MAURICE M. HEFFRON, M.D.
Bismarck, N. Dak.
Having been a hurdler myself, I was greatly interested in Bill Bowerman's article The Secrets of Speed (Aug. 2), which had a number of very good concepts scientifically applied to running. I was somewhat amused, however, by the description of the three running phases and the muscles involved. The forward swing, as described by Bowerman, cannot be achieved by contraction of the quadriceps as a whole because this powerful muscle group serves chiefly as the knee extensor. The thigh is flexed at the hip in the forward swing primarily by the ilio-psoas muscles in the pelvis and the knee is flexed also in the forward swing by the hamstrings.
In the backward swing the hamstring group must relax on the already flexed knee and allow it to be extended by the quadriceps. At the hip, leg extension is achieved also by the powerful gluteus maximus muscle in the buttock. The gluteus maximus, quadriceps and gastrocnemius (calf muscle) all combine at lift-off to produce a push-and-pull extension of the leg. To concentrate on deliberately using the muscles described could only result in a few cinders in the teeth.
GREG GATES, M.D.
IRON MIKE STRIKES
Ray Snader's qualifications may be impressive (19TH HOLE, Aug. 2), but I'm sure Pirate Shortstop Gene Alley will take exception to his statement that "the chances of being hit by Iron Mike are nil." Gene was hit on the wrist by Iron Mike on the first day of spring training this year, missed the entire exhibition season and didn't start to play until the second week of the regular season. His bat has been productive the last four weeks, but he got off to a woefully slow start. I'm sure he'd tell you that Iron Mike had at least a little bit to do with that.
BAN THE MUTTON
In SCORECARD (July 26) you mentioned the Wyoming sheep rancher who got some publicity, a minimum fine and a pat on the back for poisoning some eagles and otherwise breaking the laws protecting wildlife. It would appear that two viewpoints are on a collision course in regard to this matter of indiscriminate poisoning of the West.
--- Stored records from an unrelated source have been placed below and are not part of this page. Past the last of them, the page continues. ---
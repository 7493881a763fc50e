pub mod augmentation;
pub mod ml_model;
pub mod training;
pub mod inference;

pub use augmentation::{augment_image, AugmentParams};
pub use ml_model::{TransferClassifier, ModelConfig, BackboneConfig, load_and_normalize_image, load_rgb_image, normalize_image};
pub use training::{train_model, train_with_backend, load_split_datasets, select_device, ImageBatcher, ImageBatch, TrainingReport};
pub use inference::{InferenceEngine, ClassProbabilities};
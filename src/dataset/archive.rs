//! データセットアーカイブ（tar.gz）の展開

use anyhow::{Context, Result};
use flate2::read::GzDecoder;
use std::collections::BTreeSet;
use std::fs::File;
use std::path::{Component, Path, PathBuf};
use tar::Archive;
use tracing::{info, warn};

/// tar.gz を `dest` に展開し、画像が入っているディレクトリを返す
///
/// アーカイブの最上位が単一のディレクトリ（例: `train/`）ならそのパス、
/// そうでなければ `dest` を返します。`dest` の外に出るエントリは展開しません。
pub fn extract_archive(archive_path: &Path, dest: &Path) -> Result<PathBuf> {
    let file = File::open(archive_path)
        .with_context(|| format!("Failed to open dataset archive: {:?}", archive_path))?;
    std::fs::create_dir_all(dest)
        .with_context(|| format!("Failed to create directory: {:?}", dest))?;

    let mut archive = Archive::new(GzDecoder::new(file));
    let mut top_level = BTreeSet::new();
    let mut top_level_is_file = false;
    let mut unpacked = 0usize;

    for entry in archive
        .entries()
        .with_context(|| format!("Failed to read dataset archive: {:?}", archive_path))?
    {
        let mut entry = entry?;
        let path = entry.path()?.into_owned();
        let is_dir = entry.header().entry_type().is_dir();

        let mut components = path.components().filter(|c| matches!(c, Component::Normal(_)));
        let first = components.next();
        let nested = components.next().is_some();
        if let Some(Component::Normal(first)) = first {
            top_level.insert(first.to_os_string());
            if !nested && !is_dir {
                top_level_is_file = true;
            }
        }

        if entry.unpack_in(dest)? {
            if !is_dir {
                unpacked += 1;
            }
        } else {
            warn!(entry = %path.display(), "skipping archive entry outside destination");
        }
    }

    info!(
        archive = %archive_path.display(),
        dest = %dest.display(),
        files = unpacked,
        "dataset archive extracted"
    );

    if top_level.len() == 1 && !top_level_is_file {
        if let Some(name) = top_level.into_iter().next() {
            return Ok(dest.join(name));
        }
    }
    Ok(dest.to_path_buf())
}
On the one hand are the Western sheepmen and the Division of Wildlife Services, who seem determined to poison every meat-eating wild bird and animal if that is what it will take to "save" the sheep industry. On the other hand are the rest of the 200 million-plus U.S. citizens, who are being made aware of this massive wildlife poisoning and its incalculable consequences.
There is a strong possibility that what a certain segment of the Western sheepmen are really doing is poisoning the whole sheep industry in the mind of the rest of the nation. Might not the wool-buying, mutton-eating American public finally sit back and say, "Do I want to pay this high a price for wool and mutton? Might I not better go with synthetics and imports or do without?"
As for the Division of Wildlife Services, when enough people put the heat on their Congressmen to cut off the funds of this poison-spreading outfit it finally will come to its senses.
It seems evident that the sheep industry people had better think this thing through, and quickly. They had better work toward finding the correct solution and get off this indiscriminate poisoning kick. They have too much at stake to say of any industry boycott, "It can't happen here." Get any significant part of our nation's citizenry upset over some industry destroying forever a valuable part of our national heritage and wildlife resource, and plenty can happen. And will.